— ASSIGNMENT —
Look for the word "Some" in the entries below, then copy every line that has it.

— MATERIAL FOR THIS EXERCISE —
══════════
//! Wires the core components together from a loaded configuration.

use std::path::PathBuf;
use std::sync::Arc;

use miette::Result;
use rtar_core::generation::load_character;
use rtar_core::{
    ActuationBridge, AdbBridge, Blocklist, ConnectionManager, DeliveryChannel, DeliverySettings,
    Dispatcher, MessageQueue, OpenAiCompatGenerator, PresetStore, Processor, ProcessorParts,
    ProcessorSettings, ReconnectPolicy, RtarConfig, WebSocketConnector,
};
use tracing::{info, warn};

use crate::logging::LogControl;

/// Everything the console talks to
pub struct App {
    pub config: RtarConfig,
    pub config_path: Option<PathBuf>,
    pub stream: ConnectionManager,
    pub processor: Processor,
    pub blocklist: Arc<Blocklist>,
    pub bridge: Arc<dyn ActuationBridge>,
    pub logging: LogControl,
}

impl App {
    pub async fn build(
        config: RtarConfig,
        config_path: Option<PathBuf>,
        logging: LogControl,
    ) -> Result<Self> {
        let blocklist = Arc::new(Blocklist::open(&config.paths.blocklist)?);
        if config.bot.block_self
            && !config.stream.v_live_id.is_empty()
            && blocklist.block(&config.stream.v_live_id)?
        {
            info!("Added own id {} to the blocklist", config.stream.v_live_id);
        }

        let presets = Arc::new(PresetStore::load_or_create(&config.paths.presets).await?);
        let persona = load_character(config.model.character_path.as_deref()).await;
        let generator = Arc::new(OpenAiCompatGenerator::new(
            &config.model,
            &config.bot,
            persona,
        ));
        let dispatcher = Dispatcher::new(
            generator,
            config.performance.max_workers,
            config.performance.response_timeout(),
        );

        let bridge: Arc<dyn ActuationBridge> = Arc::new(AdbBridge::new(&config.adb));
        let delivery = Arc::new(DeliveryChannel::new(
            bridge.clone(),
            DeliverySettings::from_config(&config.adb),
        ));

        let (queue, receiver) = MessageQueue::channel();
        let stream = ConnectionManager::new(
            Arc::new(WebSocketConnector::new(&config.stream)),
            ReconnectPolicy::from_config(&config.connection),
            queue.clone(),
            config.health.activity_timeout(),
        );

        let processor = Processor::new(
            ProcessorParts {
                queue,
                receiver,
                connected_at: stream.connected_at(),
                blocklist: blocklist.clone(),
                presets,
                dispatcher,
                delivery,
            },
            ProcessorSettings::from_config(&config),
        );

        Ok(Self {
            config,
            config_path,
            stream,
            processor,
            blocklist,
            bridge,
            logging,
        })
    }

    /// Start processing, bring up the device bridge and open the stream.
    ///
    /// Bridge and stream failures are reported but leave the console usable
    /// so they can be retried with `/adbtest` and `/reconnect`.
    pub async fn start(&self) {
        self.processor.start();

        if self.processor.auto_send() {
            if let Err(e) = self.bridge.connect().await {
                warn!("Device bridge not ready: {}", e);
            }
        }

        match self.stream.connect().await {
            Ok(()) => info!("Listening on {}", self.stream.endpoint()),
            Err(e) => warn!("Could not open the comment stream: {}", e),
        }
    }

    /// Stop the processor, then close the stream and the bridge
    pub async fn shutdown(&self) {
        info!("Shutting down");
        self.processor.stop().await;
        self.stream.disconnect().await;
        if self.bridge.is_connected() {
            if let Err(e) = self.bridge.disconnect().await {
                warn!("Device bridge disconnect failed: {}", e);
            }
        }
    }
}
//! Comment stream transport.
//!
//! The manager only sees [`Frame`]s coming out of a [`FrameStream`]; the
//! websocket specifics (URL, viewer headers, close frames) stay in here.

use std::sync::LazyLock;

use async_trait::async_trait;
use futures::{SinkExt, StreamExt};
use regex::Regex;
use tokio::net::TcpStream;
use tokio_tungstenite::tungstenite::client::IntoClientRequest;
use tokio_tungstenite::tungstenite::http::{HeaderName, HeaderValue};
use tokio_tungstenite::tungstenite::protocol::frame::coding::CloseCode;
use tokio_tungstenite::tungstenite::protocol::CloseFrame;
use tokio_tungstenite::{MaybeTlsStream, WebSocketStream, connect_async, tungstenite::Message};
use url::Url;

use crate::config::StreamConfig;
use crate::error::{CoreError, Result};

/// Close code the server uses when the room has not opened yet
pub const ROOM_NOT_OPEN: u16 = 4003;

/// One inbound event from the transport
#[derive(Debug, Clone, PartialEq)]
pub enum Frame {
    Text(String),
    /// Ping, pong or any other non-text frame. Only refreshes activity.
    Heartbeat,
    Closed { code: Option<u16>, reason: String },
}

/// An open stream connection
#[async_trait]
pub trait FrameStream: Send {
    /// Next frame, or `None` once the underlying stream has ended
    async fn next_frame(&mut self) -> Option<Frame>;

    /// Close politely; errors are ignored
    async fn close(&mut self);
}

/// Opens stream connections
#[async_trait]
pub trait Connector: Send + Sync {
    async fn connect(&self) -> Result<Box<dyn FrameStream>>;

    /// Endpoint description for logs and errors
    fn endpoint(&self) -> String;
}

static VIEWER_PATH: LazyLock<Regex> =
    LazyLock::new(|| Regex::new(r"/viewer/(\d+)").expect("viewer path pattern"));
static DIGITS: LazyLock<Regex> = LazyLock::new(|| Regex::new(r"\d+").expect("digits pattern"));

/// Extract a numeric media id from a share URL or a bare id
pub fn parse_media_id(input: &str) -> Option<u64> {
    let input = input.trim();
    if input.is_empty() {
        return None;
    }
    if let Ok(id) = input.parse::<u64>() {
        return Some(id);
    }

    if let Some(id) = VIEWER_PATH
        .captures(input)
        .and_then(|c| c.get(1))
        .and_then(|m| m.as_str().parse().ok())
    {
        return Some(id);
    }

    DIGITS.find(input).and_then(|m| m.as_str().parse().ok())
}

/// Websocket connector for the comment server
#[derive(Debug, Clone)]
pub struct WebSocketConnector {
    endpoint: String,
    media_id: u64,
    v_live_id: String,
    gid: String,
    auth: String,
}

impl WebSocketConnector {
    pub fn new(config: &StreamConfig) -> Self {
        Self {
            endpoint: config.endpoint.clone(),
            media_id: config.media_id,
            v_live_id: config.v_live_id.clone(),
            gid: config.gid.clone(),
            auth: config.auth.clone(),
        }
    }

    pub fn url(&self) -> Result<Url> {
        let mut url = Url::parse(&self.endpoint)
            .map_err(|e| CoreError::connection_error(&self.endpoint, e))?;
        url.query_pairs_mut()
            .append_pair("media_id", &self.media_id.to_string());
        Ok(url)
    }

    fn header(value: &str, endpoint: &str) -> Result<HeaderValue> {
        HeaderValue::from_str(value).map_err(|e| CoreError::connection_error(endpoint, e))
    }
}

#[async_trait]
impl Connector for WebSocketConnector {
    async fn connect(&self) -> Result<Box<dyn FrameStream>> {
        let url = self.url()?;
        let endpoint = url.to_string();

        let mut request = url
            .as_str()
            .into_client_request()
            .map_err(|e| CoreError::connection_error(&endpoint, e))?;

        let headers = request.headers_mut();
        headers.insert(
            HeaderName::from_static("x-wfle-vliveid"),
            Self::header(&self.v_live_id, &endpoint)?,
        );
        headers.insert(
            HeaderName::from_static("x-wfle-gid"),
            Self::header(&self.gid, &endpoint)?,
        );
        headers.insert(
            HeaderName::from_static("authorization"),
            Self::header(&self.auth, &endpoint)?,
        );
        headers.insert(
            HeaderName::from_static("x-wfle-client-identifier"),
            HeaderValue::from_static("viewer"),
        );
        headers.insert(
            HeaderName::from_static("accept-charset"),
            HeaderValue::from_static("UTF-8"),
        );
        headers.insert(
            HeaderName::from_static("user-agent"),
            HeaderValue::from_static("ktor-client"),
        );

        tracing::info!("Connecting to comment stream: {}", endpoint);
        let (ws_stream, _) = connect_async(request)
            .await
            .map_err(|e| CoreError::connection_error(&endpoint, e))?;

        Ok(Box::new(WebSocketFrames { inner: ws_stream }))
    }

    fn endpoint(&self) -> String {
        self.url()
            .map(|u| u.to_string())
            .unwrap_or_else(|_| self.endpoint.clone())
    }
}

struct WebSocketFrames {
    inner: WebSocketStream<MaybeTlsStream<TcpStream>>,
}

#[async_trait]
impl FrameStream for WebSocketFrames {
    async fn next_frame(&mut self) -> Option<Frame> {
        match self.inner.next().await? {
            Ok(Message::Text(text)) => Some(Frame::Text(text)),
            Ok(Message::Close(frame)) => Some(match frame {
                Some(frame) => Frame::Closed {
                    code: Some(u16::from(frame.code)),
                    reason: frame.reason.to_string(),
                },
                None => Frame::Closed {
                    code: None,
                    reason: String::new(),
                },
            }),
            Ok(_) => Some(Frame::Heartbeat),
            Err(e) => Some(Frame::Closed {
                code: None,
                reason: e.to_string(),
            }),
        }
    }

    async fn close(&mut self) {
        let frame = CloseFrame {
            code: CloseCode::Normal,
            reason: "".into(),
        };
        let _ = self.inner.send(Message::Close(Some(frame))).await;
    }
}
══════════
— RESPONSE TO THIS EXERCISE —
        return Some(id);
    if let Some(id) = VIEWER_PATH
        return Some(id);
            Ok(Message::Text(text)) => Some(Frame::Text(text)),
            Ok(Message::Close(frame)) => Some(match frame {
                Some(frame) => Frame::Closed {
                    code: Some(u16::from(frame.code)),
            Ok(_) => Some(Frame::Heartbeat),
            Err(e) => Some(Frame::Closed {
        let _ = self.inner.send(Message::Close(Some(frame))).await;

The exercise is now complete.